ASSIGNMENT: Reproduce the opening lines of the records exactly, up to and including the line in which "fn main() ->" occurs.

== AVAILABLE DATA

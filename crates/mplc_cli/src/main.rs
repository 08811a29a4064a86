use crate::args::Args;
use crate::files::{source_files, SourceFile};
use clap::Parser;
use eyre::{eyre, WrapErr};
use mpl_parsing::{parse_source, tokenize, ParseConfig};
use owo_colors::{OwoColorize, Stream};
use std::fs;
use std::io;
use tracing::metadata::LevelFilter;
use tracing::{debug, trace};
use tracing_error::ErrorLayer;
use tracing_subscriber::fmt::format;
use tracing_subscriber::prelude::*;
use tracing_subscriber::Registry;

mod args;
mod files;

fn main() -> eyre::Result<()> {
    color_eyre::install()?;
    let args = Args::parse();
    init_logging(args.logging().log_level_filter())?;
    trace!("starting mplc with args: {args:?}");
    debug!("mplc version: {}", env!("CARGO_PKG_VERSION"));

    let to_parse = source_files(&args.paths)?;
    debug!("paths to parse: {to_parse:#?}");

    let config = args.config();
    let mut summary = Summary::default();
    for file in &to_parse {
        let passed = check_file(file, &args, &config)?;
        summary.record(passed);
    }
    println!(
        "\nResults: {} passed, {} failed",
        summary.passed, summary.failed
    );

    if summary.failed > 0 {
        Err(eyre!(
            "{} of {} files failed to parse",
            summary.failed,
            summary.passed + summary.failed
        ))
    } else {
        Ok(())
    }
}

#[derive(Debug, Default)]
struct Summary {
    passed: usize,
    failed: usize,
}

impl Summary {
    fn record(&mut self, passed: bool) {
        if passed {
            self.passed += 1;
        } else {
            self.failed += 1;
        }
    }
}

/// Parses one file and prints its result. Returns whether it parsed.
fn check_file(file: &SourceFile, args: &Args, config: &ParseConfig) -> eyre::Result<bool> {
    let source = fs::read_to_string(&file.path)
        .wrap_err_with(|| format!("could not read {}", file.path.display()))?;

    if args.tokens {
        match tokenize(&source, config.mode) {
            Ok(tokens) => {
                println!("{}:", file.name);
                for token in tokens {
                    println!("  {token:?}");
                }
            }
            Err(diagnostics) => debug!("{} has lexical errors: {diagnostics}", file.name),
        }
    }

    match parse_source(&source, config) {
        Ok(program) => {
            println!(
                "{} ... {}",
                file.name,
                "✓ PASS".if_supports_color(Stream::Stdout, |text| text.green())
            );
            if args.dump_ast {
                println!("{program}");
            }
            Ok(true)
        }
        Err(diagnostics) => {
            println!(
                "{} ... {}",
                file.name,
                "✗ FAIL".if_supports_color(Stream::Stdout, |text| text.red())
            );
            println!("{}", diagnostics.render(&source));
            Ok(false)
        }
    }
}

fn init_logging(level_filter: LevelFilter) -> eyre::Result<()> {
    let registry = Registry::default()
        .with(
            tracing_subscriber::fmt::layer()
                .event_format(format().compact().without_time())
                .with_writer(io::stderr)
                .with_filter(level_filter),
        )
        .with(ErrorLayer::default());

    tracing::subscriber::set_global_default(registry)?;

    Ok(())
}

====

ANSWER SPACE:
filename crates/mplc_cli/src/main.rs
repository 08811a29a4064a86
use crate::args::Args;
use crate::files::{source_files, SourceFile};
use clap::Parser;
use eyre::{eyre, WrapErr};
use mpl_parsing::{parse_source, tokenize, ParseConfig};
use owo_colors::{OwoColorize, Stream};
use std::fs;
use std::io;
use tracing::metadata::LevelFilter;
use tracing::{debug, trace};
use tracing_error::ErrorLayer;
use tracing_subscriber::fmt::format;
use tracing_subscriber::prelude::*;
use tracing_subscriber::Registry;

mod args;
mod files;

fn main() -> eyre::Result<()> {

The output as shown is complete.